Whenever HWC contributors, like today’s writer Margie Sims, submit posts, my request is always that they be less than 500 words. My goal is for you to be encouraged -within a few minutes- and able to continue on with your day.
So when I opened up Margie’s post and saw is was longer than usual, my first instinct was to figure out where to ‘trim the fat’. But as I was pulled into her words, and the beautifully woven story, I couldn’t bring myself to shorten it.
So, yes, this post is a little longer than the usual. But I hope you’ll agree that it is worth every additional word.
Until Monday…make it a great weekend!
How do you make sure your marriage survives -and flourishes after- life’s hurricanes?
My husband and I married in May of 1986. We had our first baby by the time we celebrated our first anniversary. We both desired a large family, and just after our seventeenth anniversary, we discovered number eight was on the way.
With the exception of my parents’ failing health, up until that point, our marriage had been in pretty calm waters. Oh, the regular irritants like broken washing machines and stomach viruses occurred, of course, but that is life, after all. He was climbing the corporate ladder with a promise of a job relocation soon, our kids were healthy, we were happy.
In July of 2003, we were living in Memphis and I was about seven weeks pregnant. That afternoon was like any other southern summer day with high temperatures and not much of a breeze. Then the wind stirred, picked up speed and began not merely bending and snapping the trees, but sending them flying. Straight-line winds -we learned later- that act like a tornado, only without the funnel cloud. Memphians wryly refer to it as Hurricane Elvis.
The power was out, debris filled the yard. We all went out back, and as I waded through the broken branches, I saw the tiniest baby squirrel on the ground, umbilical cord still attached. For some reason, it made me think of my own baby. A sign, I would soon learn.
That night, in the middle of the night, I lost the baby. It was my first miscarriage after having seven normal pregnancies that produced big, fat, overdue babies. Traumatic, to say the least.
Two days later, the power still out, we threw away all of the food in fridge. For a family of nine, it was a small fortune.
On day three, the transmission on the car went out.
On day four, some dear friends invited all nine of us to stay with them until our power was restored. I was so grateful to get a hot meal and a hot bath–a tiny bit of relief. I will never forget their hospitality.
On day five the power in our neighborhood was restored. People were cheering in the streets for the power company. With power on, we went home and restocked our fridge, only to realize by day seven that it had died. For the second time, we threw away our food. And we bought a new fridge.
On day eight, the A/C joined the ranks of the transmission and the fridge.
Then, to top it all off, the job relocation fell through.
In span of eight days, we lost our baby, our savings, and one of our dreams. The stress was unbelievable. It was the most pressure we had been under since we had been married. Hurricane Elvis left a mark I have never forgotten.

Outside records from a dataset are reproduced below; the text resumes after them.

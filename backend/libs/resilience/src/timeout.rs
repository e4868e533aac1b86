//! Deadline guard for async operations
use std::future::Future;
use std::time::{Duration, Instant};
use tokio::time::timeout;
use tracing::warn;

#[derive(Debug, Clone)]
pub struct DeadlineConfig {
    /// Hard limit for a single outbound call.
    pub deadline: Duration,
    /// Calls at or above this duration emit a slow-call diagnostic.
    pub slow_threshold: Duration,
}

impl Default for DeadlineConfig {
    fn default() -> Self {
        Self {
            deadline: Duration::from_millis(4_000),
            slow_threshold: Duration::from_millis(1_200),
        }
    }
}

#[derive(Debug, Clone, thiserror::Error)]
#[error("{label} timed out after {deadline:?}")]
pub struct DeadlineExceeded {
    pub label: &'static str,
    pub deadline: Duration,
}

#[derive(Debug, thiserror::Error)]
pub enum GuardError<E: std::fmt::Debug + std::fmt::Display> {
    #[error("{label} timed out after {deadline:?}")]
    DeadlineExceeded {
        label: &'static str,
        deadline: Duration,
    },
    #[error("{0}")]
    Inner(E),
}

impl<E: std::fmt::Debug + std::fmt::Display> GuardError<E> {
    pub fn is_timeout(&self) -> bool {
        matches!(self, GuardError::DeadlineExceeded { .. })
    }
}

/// Race a future against the configured deadline.
///
/// The slow-call diagnostic fires whether the call ultimately succeeded or
/// timed out. A timed-out future is dropped, not cancelled remotely: work
/// already in flight on the other side of the call may still complete.
pub async fn with_deadline<F, T>(
    config: &DeadlineConfig,
    correlation_id: &str,
    label: &'static str,
    future: F,
) -> Result<T, DeadlineExceeded>
where
    F: Future<Output = T>,
{
    let started = Instant::now();
    let outcome = timeout(config.deadline, future).await;
    let elapsed = started.elapsed();

    if elapsed >= config.slow_threshold {
        warn!(
            %correlation_id,
            label,
            elapsed_ms = elapsed.as_millis() as u64,
            timed_out = outcome.is_err(),
            "slow outbound call"
        );
    }

    outcome.map_err(|_| DeadlineExceeded {
        label,
        deadline: config.deadline,
    })
}

/// Race a fallible future against the configured deadline.
///
/// Keeps the inner error type so callers can map timeouts and operation
/// failures to different conditions.
pub async fn guard<F, T, E>(
    config: &DeadlineConfig,
    correlation_id: &str,
    label: &'static str,
    future: F,
) -> Result<T, GuardError<E>>
where
    F: Future<Output = Result<T, E>>,
    E: std::fmt::Debug + std::fmt::Display,
{
    match with_deadline(config, correlation_id, label, future).await {
        Ok(Ok(value)) => Ok(value),
        Ok(Err(e)) => Err(GuardError::Inner(e)),
        Err(DeadlineExceeded { label, deadline }) => {
            Err(GuardError::DeadlineExceeded { label, deadline })
        }
    }
}

#[cfg(test)]
mod tests {
    use super::*;

    fn short_config() -> DeadlineConfig {
        DeadlineConfig {
            deadline: Duration::from_millis(50),
            slow_threshold: Duration::from_millis(20),
        }
    }

    #[tokio::test]
    async fn test_with_deadline_success() {
        let result = with_deadline(&short_config(), "test", "quick call", async { 42 }).await;
        assert_eq!(result.unwrap(), 42);
    }

    #[tokio::test]
    async fn test_with_deadline_elapsed() {
        let result = with_deadline(&short_config(), "test", "stalled call", async {
            tokio::time::sleep(Duration::from_secs(1)).await;
            42
        })
        .await;

        let err = result.unwrap_err();
        assert_eq!(err.label, "stalled call");
        assert_eq!(err.deadline, Duration::from_millis(50));
    }

    #[tokio::test]
    async fn test_with_deadline_returns_within_deadline() {
        let started = Instant::now();
        let _ = with_deadline(&short_config(), "test", "stalled call", async {
            tokio::time::sleep(Duration::from_secs(30)).await;
        })
        .await;

        assert!(started.elapsed() < Duration::from_secs(1));
    }

    #[tokio::test]
    async fn test_guard_success() {
        let result = guard(&short_config(), "test", "quick call", async {
            Ok::<_, String>(42)
        })
        .await;
        assert_eq!(result.unwrap(), 42);
    }

    #[tokio::test]
    async fn test_guard_inner_failure() {
        let result = guard(&short_config(), "test", "failing call", async {
            Err::<i32, _>("connection reset".to_string())
        })
        .await;

        let err = result.unwrap_err();
        assert!(!err.is_timeout());
        assert_eq!(err.to_string(), "connection reset");
    }

    #[tokio::test]
    async fn test_guard_deadline_exceeded() {
        let result = guard(&short_config(), "test", "stalled call", async {
            tokio::time::sleep(Duration::from_secs(1)).await;
            Ok::<_, String>(42)
        })
        .await;

        let err = result.unwrap_err();
        assert!(err.is_timeout());
        assert!(err.to_string().contains("stalled call"));
    }

    #[tokio::test]
    async fn test_slow_call_still_succeeds() {
        let result = with_deadline(&short_config(), "test", "slow call", async {
            tokio::time::sleep(Duration::from_millis(30)).await;
            7
        })
        .await;

        assert_eq!(result.unwrap(), 7);
    }
}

Fast forward one year. We had a twelve week old baby and had just relocated to Vermont for a new job. Our friends had invited us to the annual Mozart Festival in the Greene mountains; I was holding my daughter while watching the sun sink behind them. As the sun was setting to Mozart, it occurred to me that it had been almost exactly one year since that terrible trial.
I learned from that trying season, that though we may hope for and even experience long periods of quiet, hurricanes are just a part of life. As I reflect on that trying time, here is how we weathered the storm.
- LOOK TO EACH OTHER. A few years ago, I heard an elderly man reflecting on the difficulty of The Great Depression and WWII. He said, “Back then, we let trials pull us together, not tear us apart.” I have often thought of his words, and they give me a new determination to face trials together every time.
- LOOK UP. Someone said, “God is either working in you or on you.” Hold on to your faith. Trust in God and His goodness.
- LOOK BACK. That was ten years ago, and whenever we face a new trial (and there is always one lurking, it seems) we point to that week and remind each other that we made it through that stressful season back in 2003, and we can make it through whatever is ahead.
- LOOK FORWARD. The revelation I had on that mountaintop was shocking: If someone had told me during that awful week a year before, “Don’t worry, in one year your husband will have a new job and you will be sitting on the top of a mountain in Vermont, watching the sunset, listening to Mozart while holding your new baby,” I would not have believed it. When your marriage faces trials, remind each other to hold on until it the end.
I would not have chosen to go through the pressures of that week so long ago, but I am thankful Hurricane Elvis came to visit us that day. It was our first real trial, and I don’t think we would have strengthened our marriage or faith, to this magnitude, any other way.
QUESTION: How have you and our spouse overcome life’s challenges together?